Dutch unfamiliar with Single Euro Payments Area (SEPA)

Dutch unfamiliar with Single Euro Payments Area (SEPA)

In an effort to make payments in Europe easier and more efficient, the Netherlands and the other euro countries have embarked on the road towards a single euro payments area, SEPA on February 1, 2014. This said a spokeswoman for De Nederlandsche Bank (DNB) Tuesday. For this purpose, banks in Europe developed a European credit transfer and a European direct debit transfer. They also made agreements about creating a European debit card payments market. In a few years, the European payment systems must have replaced the national ones, so that throughout the euro area people can pay in the same manner, both in their home countries and abroad.
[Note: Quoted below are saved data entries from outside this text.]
/* BEGIN LICENSE
  SupaSim, a GPGPU and simulation toolkit.
  Copyright (C) 2025 Magnus Larsson
  SPDX-License-Identifier: MIT OR Apache-2.0
END LICENSE */
mod ffi;

use std::cell::Cell;
use std::ffi::{CStr, c_char};
use std::ptr::{null, null_mut};
use std::sync::Arc;
use std::time::Duration;

use scopeguard::defer;
use types::{
    ChannelCategory, ExternalHandleType, ImageDimensionality, InteropComputeApi, SemaphoreKind,
    UnsupportedComputeApiFeature,
};

pub use ffi::HipFunctions;
use ffi::*;

use crate::device::find_matching_device;
use crate::handle::{RawExternalHandle, check_import_size, driver_consumes_handle};
use crate::image::{HipArray, check_host_span, level_layout};
use crate::loader::{TableSlot, open_library};
use crate::stream::{HipEvent, HipStream, poll_until};
use crate::{
    ComputeBackend, ComputeDeviceInfo, ComputeEvent, DeviceContext, DeviceIdentity,
    ExternalBuffer, ExternalBufferSource, ExternalImage, ExternalImageSource,
    ExternalMemorySource, ExternalSemaphore, ExternalSemaphoreSource, FormatInfo, ImageFlavor,
    ImageHandle, ImageImportInfo, ImportedHandle, InteropError, InteropResult, StreamWrapper,
    get_image_format_info,
};

const API: InteropComputeApi = InteropComputeApi::Hip;
pub const LIBRARY_ENV: &str = "VKINTEROP_HIP_LIBRARY";
const LIBRARY_NAMES: &[&str] = if cfg!(windows) {
    &["amdhip64.dll", "amdhip64_6.dll"]
} else {
    &["libamdhip64.so", "libamdhip64.so.6"]
};

static FUNCTIONS: TableSlot<HipFunctions> = TableSlot::new(API);

pub fn function_table() -> InteropResult<Arc<HipFunctions>> {
    FUNCTIONS.get_or_init(|| {
        let library = open_library(API, LIBRARY_ENV, LIBRARY_NAMES)?;
        let functions = unsafe { HipFunctions::load(library, API) }?;
        check(&functions, unsafe { (functions.hipInit)(0) }, "hipInit")
            .map_err(|e| InteropError::backend_not_available(API, e.to_string()))?;
        Ok(functions)
    })
}

fn check(functions: &HipFunctions, code: hipError_t, call: &'static str) -> InteropResult<()> {
    if code == hipSuccess {
        return Ok(());
    }
    let message = unsafe { (functions.hipGetErrorString)(code) };
    let message = if message.is_null() {
        "unrecognized error code".to_owned()
    } else {
        unsafe { CStr::from_ptr(message) }
            .to_string_lossy()
            .into_owned()
    };
    Err(InteropError::Backend {
        api: API,
        call,
        code: code as i64,
        message,
    })
}

fn external_handle(raw: RawExternalHandle) -> ExternalHandle {
    match raw {
        RawExternalHandle::Fd(fd) => {
            let mut handle = ExternalHandle {
                win32: Win32Handle {
                    handle: null_mut(),
                    name: null(),
                },
            };
            handle.fd = fd;
            handle
        }
        RawExternalHandle::Win32(h) => ExternalHandle {
            win32: Win32Handle {
                handle: h,
                name: null(),
            },
        },
    }
}

fn memory_handle_type(ty: ExternalHandleType) -> i32 {
    match ty {
        ExternalHandleType::OpaqueFd => hipExternalMemoryHandleTypeOpaqueFd,
        ExternalHandleType::OpaqueWin32 => hipExternalMemoryHandleTypeOpaqueWin32,
        ExternalHandleType::OpaqueWin32Kmt => hipExternalMemoryHandleTypeOpaqueWin32Kmt,
    }
}

fn semaphore_handle_type(kind: SemaphoreKind, ty: ExternalHandleType) -> InteropResult<i32> {
    use ExternalHandleType as H;
    Ok(match (kind, ty) {
        (SemaphoreKind::Binary, H::OpaqueFd) => hipExternalSemaphoreHandleTypeOpaqueFd,
        (SemaphoreKind::Binary, H::OpaqueWin32) => hipExternalSemaphoreHandleTypeOpaqueWin32,
        (SemaphoreKind::Binary, H::OpaqueWin32Kmt) => hipExternalSemaphoreHandleTypeOpaqueWin32Kmt,
        (SemaphoreKind::Timeline, H::OpaqueFd) => hipExternalSemaphoreHandleTypeTimelineSemaphoreFd,
        (SemaphoreKind::Timeline, H::OpaqueWin32) => {
            hipExternalSemaphoreHandleTypeTimelineSemaphoreWin32
        }
        (SemaphoreKind::Timeline, H::OpaqueWin32Kmt) => {
            return Err(InteropError::UnsupportedFeature(
                UnsupportedComputeApiFeature::TimelineSemaphores,
            ));
        }
    })
}

/// Channel descriptor for a registry entry: one bit width per used channel.
pub fn channel_format(format: &FormatInfo) -> Option<hipChannelFormatDesc> {
    use ChannelCategory as C;
    let kind = match format.category {
        C::Uint | C::Unorm => hipChannelFormatKindUnsigned,
        C::Int | C::Snorm => hipChannelFormatKindSigned,
        C::Float => hipChannelFormatKindFloat,
        C::Depth if format.channel_size_in_bytes == 2 => hipChannelFormatKindUnsigned,
        C::Depth => hipChannelFormatKindFloat,
        C::Unknown => return None,
    };
    let bits = (format.channel_size_in_bytes * 8) as i32;
    let width = |channel: u32| if channel < format.channel_count { bits } else { 0 };
    Some(hipChannelFormatDesc {
        x: width(0),
        y: width(1),
        z: width(2),
        w: width(3),
        f: kind,
    })
}

fn mipmapped_array_desc(
    info: &ImageImportInfo,
    format: &FormatInfo,
) -> InteropResult<hipExternalMemoryMipmappedArrayDesc> {
    let format_desc =
        channel_format(format).ok_or_else(|| InteropError::format_unsupported(info.format, API))?;
    let mut flags = hipArraySurfaceLoadStore;
    if info.is_layered() {
        flags |= hipArrayLayered;
    }
    if info.dimensionality == ImageDimensionality::Cube {
        flags |= hipArrayCubemap;
        if info.array_layers > 6 {
            flags |= hipArrayLayered;
        }
    }
    let height = match info.dimensionality {
        ImageDimensionality::D1 => 0,
        _ => info.extent.height as usize,
    };
    Ok(hipExternalMemoryMipmappedArrayDesc {
        offset: 0,
        formatDesc: format_desc,
        extent: hipExtent {
            width: info.extent.width as usize,
            height,
            depth: info.array_depth() as usize,
        },
        flags,
        numLevels: info.mip_levels,
    })
}

#[derive(Clone, Copy, Debug)]
pub struct Hip;
impl ComputeBackend for Hip {
    const API: InteropComputeApi = API;

    type Context = HipContext;
    type Buffer = HipBuffer;
    type Image = HipImage;
    type Semaphore = HipSemaphore;

    fn initialize() -> InteropResult<()> {
        function_table().map(|_| ())
    }
    fn is_initialized() -> bool {
        FUNCTIONS.is_initialized()
    }
    fn free() -> bool {
        FUNCTIONS.free()
    }
    fn wait_for_completion(stream: StreamWrapper) -> InteropResult<()> {
        let stream = stream.as_hip()?;
        let functions = FUNCTIONS.get()?;
        check(
            &functions,
            unsafe { (functions.hipStreamSynchronize)(stream.0) },
            "hipStreamSynchronize",
        )
    }
    fn wait_for_completion_timeout(
        stream: StreamWrapper,
        timeout: Duration,
    ) -> InteropResult<bool> {
        let stream = stream.as_hip()?;
        let functions = FUNCTIONS.get()?;
        poll_until(timeout, || {
            match unsafe { (functions.hipStreamQuery)(stream.0) } {
                hipSuccess => Ok(true),
                hipErrorNotReady => Ok(false),
                code => check(&functions, code, "hipStreamQuery").map(|_| false),
            }
        })
    }
}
Although the Netherlands has almost entirely switched over to the new chip-based debit card technology and the Dutch can increasingly use their debit cards for payments abroad, developments in European credit transfers and direct debits have largely remained unnoticed. These payment methods are rarely used, in particular for domestic payments within the Netherlands. This is expected to change as more and more banks and companies will be actively offering and using the European payment systems. At the same time, banks are still working on the adjustment of the European transfer systems, so that they will be just as easy to use as the current domestic transfers. It therefore does not really come as a surprise that consumers’ familiarity with SEPA is still low; about 65% of the Dutch have never heard of SEPA, according to the DNB survey.
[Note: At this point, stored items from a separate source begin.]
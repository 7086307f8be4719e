/* BEGIN LICENSE
  SupaSim, a GPGPU and simulation toolkit.
  Copyright (C) 2025 Magnus Larsson
  SPDX-License-Identifier: MIT OR Apache-2.0
END LICENSE */
use std::sync::Arc;
use std::time::Duration;

use ash::vk;
use gpu_allocator::MemoryLocation;
use log::info;
use types::SemaphoreKind;

use crate as hal;
use crate::{
    CommandBuffer, ComputeBackend, DeviceContext, ExternalBuffer, ExternalImage,
    ExternalSemaphore, ImageFlavor, ImageImportInfo, InteropError, Submission, VulkanBuffer,
    VulkanDevice, VulkanImage, VulkanSemaphore,
};

type TestResult = Result<(), InteropError>;

/// The Vulkan device plus a context of `B` on the same GPU, or `None` to skip
fn setup<B: ComputeBackend>()
-> Result<Option<(Arc<VulkanDevice>, Arc<B::Context>)>, InteropError> {
    let device = match VulkanDevice::new(true) {
        Ok(device) => device,
        Err(e) => {
            info!("Skipping test: no usable Vulkan device ({e})");
            return Ok(None);
        }
    };
    if let Err(e) = B::initialize() {
        info!("Skipping test: {} unavailable ({e})", B::API);
        return Ok(None);
    }
    match B::Context::new(device.identity()) {
        Ok(context) => Ok(Some((device, context))),
        Err(InteropError::NoMatchingDevice { .. }) => {
            info!("Skipping test: {} has no device matching {}", B::API, device.identity().name);
            Ok(None)
        }
        Err(e) => Err(e),
    }
}

fn upload(device: &Arc<VulkanDevice>, data: &[u8]) -> Result<VulkanBuffer, InteropError> {
    let mut staging =
        VulkanBuffer::new_staging(device, data.len() as u64, MemoryLocation::CpuToGpu)?;
    staging.write(0, data)?;
    Ok(staging)
}

fn buffer_round_trip<B: ComputeBackend>() -> TestResult {
    let Some((device, context)) = setup::<B>()? else {
        return Ok(());
    };
    let values: Vec<u32> = (0..256).collect();
    let bytes: &[u8] = bytemuck::cast_slice(&values);
    let shared = VulkanBuffer::new_exportable(
        &device,
        bytes.len() as u64,
        vk::BufferUsageFlags::STORAGE_BUFFER,
    )?;
    let staging = upload(&device, bytes)?;
    let mut commands = CommandBuffer::begin(&device)?;
    commands.copy_buffer(&staging, &shared, bytes.len() as u64)?;
    commands.release_buffer_to_external(&shared);
    Submission::new().submit(commands)?.wait(None)?;

    let imported = unsafe { context.import_buffer(&shared) }?;
    assert_eq!(imported.size(), bytes.len() as u64);
    assert_ne!(imported.device_ptr(), 0);
    let stream = context.create_stream()?;
    let mut readback = vec![0u32; values.len()];
    unsafe { imported.copy_to_host_async(bytemuck::cast_slice_mut(&mut readback), stream) }?;
    B::wait_for_completion(stream)?;
    assert_eq!(readback, values);

    let doubled: Vec<u32> = values.iter().map(|v| v * 2).collect();
    unsafe { imported.copy_from_host_async(bytemuck::cast_slice(&doubled), stream) }?;
    B::wait_for_completion(stream)?;
    let download =
        VulkanBuffer::new_staging(&device, bytes.len() as u64, MemoryLocation::GpuToCpu)?;
    let mut commands = CommandBuffer::begin(&device)?;
    commands.acquire_buffer_from_external(&shared);
    commands.copy_buffer(&shared, &download, bytes.len() as u64)?;
    commands.memory_barrier();
    Submission::new().submit(commands)?.wait(None)?;
    let mut result = vec![0u32; values.len()];
    download.read(0, bytemuck::cast_slice_mut(&mut result))?;
    assert_eq!(result, doubled);

    drop(imported);
    unsafe { context.destroy_stream(stream) }?;
    Ok(())
}
dev_utils::all_backend_tests!(buffer_round_trip);

/// Two imports of one allocation see the same memory
fn double_import<B: ComputeBackend>() -> TestResult {
    let Some((device, context)) = setup::<B>()? else {
        return Ok(());
    };
    let shared = VulkanBuffer::new_exportable(&device, 64, vk::BufferUsageFlags::STORAGE_BUFFER)?;
    let first = unsafe { context.import_buffer(&shared) }?;
    let second = unsafe { context.import_buffer(&shared) }?;
    let stream = context.create_stream()?;
    let pattern: Vec<u8> = (0..64).collect();
    unsafe { first.copy_from_host_async(&pattern, stream) }?;
    let mut seen = vec![0u8; 64];
    unsafe { second.copy_to_host_async(&mut seen, stream) }?;
    B::wait_for_completion(stream)?;
    assert_eq!(seen, pattern);
    drop(second);
    drop(first);
    unsafe { context.destroy_stream(stream) }?;
    Ok(())
}
dev_utils::all_backend_tests!(double_import);

fn timeline_handshake<B: ComputeBackend>() -> TestResult {
    let Some((device, context)) = setup::<B>()? else {
        return Ok(());
    };
    let shared = VulkanBuffer::new_exportable(&device, 4, vk::BufferUsageFlags::STORAGE_BUFFER)?;
    let semaphore = VulkanSemaphore::new(&device, SemaphoreKind::Timeline, 0, true)?;
    let imported = unsafe { context.import_buffer(&shared) }?;
    let compute_semaphore = match unsafe { context.import_semaphore(&semaphore) } {
        Ok(s) => s,
        Err(e) if e.is_optional_feature_miss() => {
            log::warn!("Skipping test: {e}");
            return Ok(());
        }
        Err(e) => return Err(e),
    };
    let stream = context.create_stream()?;
    for value in 1..=32u64 {
        let expected = value as f32 * 0.5;
        let mut commands = CommandBuffer::begin(&device)?;
        commands.acquire_buffer_from_external(&shared);
        commands.update_buffer(&shared, 0, bytemuck::bytes_of(&expected))?;
        commands.release_buffer_to_external(&shared);
        let pending = Submission::new().signal(&semaphore, value).submit(commands)?;
        let mut out = 0f32;
        unsafe {
            compute_semaphore.wait_async(stream, value, None)?;
            imported.copy_to_host_async(bytemuck::bytes_of_mut(&mut out), stream)?;
        }
        B::wait_for_completion(stream)?;
        pending.wait(None)?;
        assert_eq!(out, expected);
    }
    assert_eq!(semaphore.value()?, 32);
    drop(compute_semaphore);
    drop(imported);
    unsafe { context.destroy_stream(stream) }?;
    Ok(())
}
dev_utils::all_backend_tests!(timeline_handshake);

/// Every channel of texel `(x, y)` holds `x + y * width`
fn image_readback<B: ComputeBackend>() -> TestResult {
    let Some((device, context)) = setup::<B>()? else {
        return Ok(());
    };
    for (width, height) in [(1, 1), (32, 16), (128, 128), (515, 201), (1024, 1024)] {
        let info = ImageImportInfo::new_2d(vk::Format::R32G32B32A32_SFLOAT, width, height);
        let image = VulkanImage::new_exportable(&device, info)?;
        let texels: Vec<f32> = (0..width * height).flat_map(|i| [i as f32; 4]).collect();
        let staging = upload(&device, bytemuck::cast_slice(&texels))?;
        let mut commands = CommandBuffer::begin(&device)?;
        commands.copy_buffer_to_image(&staging, &image, 0)?;
        commands.release_image_to_external(&image);
        Submission::new().submit(commands)?.wait(None)?;

        let imported = match unsafe { context.import_image(&image, ImageFlavor::Unsampled) } {
            Ok(imported) => imported,
            Err(e) if e.is_optional_feature_miss() => {
                log::warn!("Skipping image test on {}: {e}", B::API);
                return Ok(());
            }
            Err(e) => return Err(e),
        };
        assert!(imported.texture_object().is_none());
        imported.surface_object(0)?;
        let stream = context.create_stream()?;
        let mut readback = vec![0f32; texels.len()];
        let dst = bytemuck::cast_slice_mut(&mut readback);
        unsafe { imported.copy_to_host_async(0, dst, stream) }?;
        B::wait_for_completion(stream)?;
        assert_eq!(readback, texels, "{width}x{height}");
        drop(imported);
        unsafe { context.destroy_stream(stream) }?;
    }
    Ok(())
}
dev_utils::all_backend_tests!(image_readback);

/// A binary wait without a matching signal never drains
fn binary_single_consumer<B: ComputeBackend>() -> TestResult {
    let Some((device, context)) = setup::<B>()? else {
        return Ok(());
    };
    let semaphore = VulkanSemaphore::new(&device, SemaphoreKind::Binary, 0, true)?;
    let compute_semaphore = match unsafe { context.import_semaphore(&semaphore) } {
        Ok(s) => s,
        Err(e) if e.is_optional_feature_miss() => {
            log::warn!("Skipping test: {e}");
            return Ok(());
        }
        Err(e) => return Err(e),
    };
    let stream = context.create_stream()?;
    let pending = Submission::new().signal(&semaphore, 0).submit_empty(&device)?;
    unsafe { compute_semaphore.wait_async(stream, 0, None) }?;
    assert!(B::wait_for_completion_timeout(stream, Duration::from_secs(10))?);
    pending.wait(None)?;

    unsafe { compute_semaphore.wait_async(stream, 0, None) }?;
    assert!(!B::wait_for_completion_timeout(stream, Duration::from_millis(200))?);
    // Unblock the stream so it can be destroyed
    Submission::new().signal(&semaphore, 0).submit_empty(&device)?.wait(None)?;
    B::wait_for_completion(stream)?;
    drop(compute_semaphore);
    unsafe { context.destroy_stream(stream) }?;
    Ok(())
}
dev_utils::all_backend_tests!(binary_single_consumer);

#[test]
fn vulkan_export_creates_distinct_handles() -> TestResult {
    let _guard = dev_utils::serial_guard();
    dev_utils::init_test_logging();
    let device = match VulkanDevice::new(true) {
        Ok(device) => device,
        Err(e) => {
            info!("Skipping test: no usable Vulkan device ({e})");
            return Ok(());
        }
    };
    use crate::{ExternalMemorySource, ExternalSemaphoreSource};
    let before = hal::handle_statistics();
    let buffer =
        VulkanBuffer::new_exportable(&device, 1024, vk::BufferUsageFlags::STORAGE_BUFFER)?;
    assert!(buffer.is_dedicated());
    assert!(buffer.allocation_size() >= 1024);
    let a = buffer.export_memory_handle(types::ExternalHandleType::native())?;
    let b = buffer.export_memory_handle(types::ExternalHandleType::native())?;
    assert_ne!(a.raw(), b.raw());
    drop((a, b));
    let staging = VulkanBuffer::new_staging(&device, 16, MemoryLocation::CpuToGpu)?;
    assert!(matches!(
        staging.export_memory_handle(types::ExternalHandleType::native()),
        Err(InteropError::ExportUnsupported)
    ));
    let private = VulkanSemaphore::new(&device, SemaphoreKind::Timeline, 5, false)?;
    assert_eq!(private.counter_value(), Some(5));
    assert!(matches!(
        private.export_semaphore_handle(types::ExternalHandleType::native()),
        Err(InteropError::ExportUnsupported)
    ));
    private.signal(9)?;
    assert!(private.wait(9, Some(Duration::from_secs(1)))?);
    assert!(!private.wait(10, Some(Duration::from_millis(10)))?);
    let after = hal::handle_statistics();
    assert!(after.exported >= before.exported + 2);
    assert!(after.closed >= before.closed + 2);
    Ok(())
}

#[test]
fn image_starts_in_general_layout() -> TestResult {
    let _guard = dev_utils::serial_guard();
    dev_utils::init_test_logging();
    let Ok(device) = VulkanDevice::new(true) else {
        info!("Skipping test: no usable Vulkan device");
        return Ok(());
    };
    let mut info = ImageImportInfo::new_2d(vk::Format::R8G8B8A8_UNORM, 64, 64);
    info.mip_levels = 3;
    let image = VulkanImage::new_exportable(&device, info)?;
    assert_eq!(image.layout(), vk::ImageLayout::GENERAL);
    assert!(image.view().is_some());
    assert_eq!(image.level_layout(2)?.size, 16 * 16 * 4);
    assert!(matches!(
        image.level_layout(3),
        Err(InteropError::InvalidMipLevel { level: 3, levels: 3 })
    ));
    Ok(())
}

#[test]
fn interop_extension_list() {
    let names = hal::get_cuda_interop_device_extensions();
    for required in [
        "VK_KHR_external_memory",
        "VK_KHR_external_semaphore",
        "VK_KHR_timeline_semaphore",
        "VK_KHR_dedicated_allocation",
    ] {
        assert!(names.contains(&required), "{required}");
    }
    let platform = if cfg!(windows) { "_win32" } else { "_fd" };
    assert_eq!(names.iter().filter(|n| n.ends_with(platform)).count(), 2);
}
IBAN, where can I find it?
In order to speed up the migration to SEPA, European legislation is being drafted that will require banks, companies and consumers to use only European transfers and European direct debits. As of 2012, consumers will therefore become more aware of SEPA. For instance, it will become possible for consumers to authorise direct debits by foreign companies. Making payments in the Netherlands and to other euro countries will increasingly be done in the same manner. In addition, the current national account numbers will be replaced by European account numbers, referred to as IBAN (International Bank Account Numbers). From then on, it will no longer be possible to use the old numbers, not even for domestic transfers. As many consumers mainly transfer money using traditional domestic transfers, they are not familiar yet with IBAN. Just over 44% of the Dutch know where to find their own IBAN. Tracking down someone else’s IBAN is considered even more difficult; only 30% of consumers know how to get hold of it. Consumers usually find their own IBAN on their online banking site or direct debit cards. If they want to find out the counterparty’s IBAN, they generally look at invoices. A third of consumers would like the bank to add the IBAN automatically when they fill in the digital form in their online banking environment.

Many of the sources for finding out IBAN are already available, but the general public is insufficiently aware of them. The survey results emphasize the importance of good information supply to consumers. In this light, DNB has decided to launch a communications campaign for consumers and companies, starting in the first half of 2012. There is also a clear need for additional services. Both banks and companies may deliver an important contribution. By printing the IBAN on the debit card, updating contact lists automatically with the IBAN numbers and stating the new account numbers on invoices, they will also be helping consumers with a smooth transition to the European manner of making payments.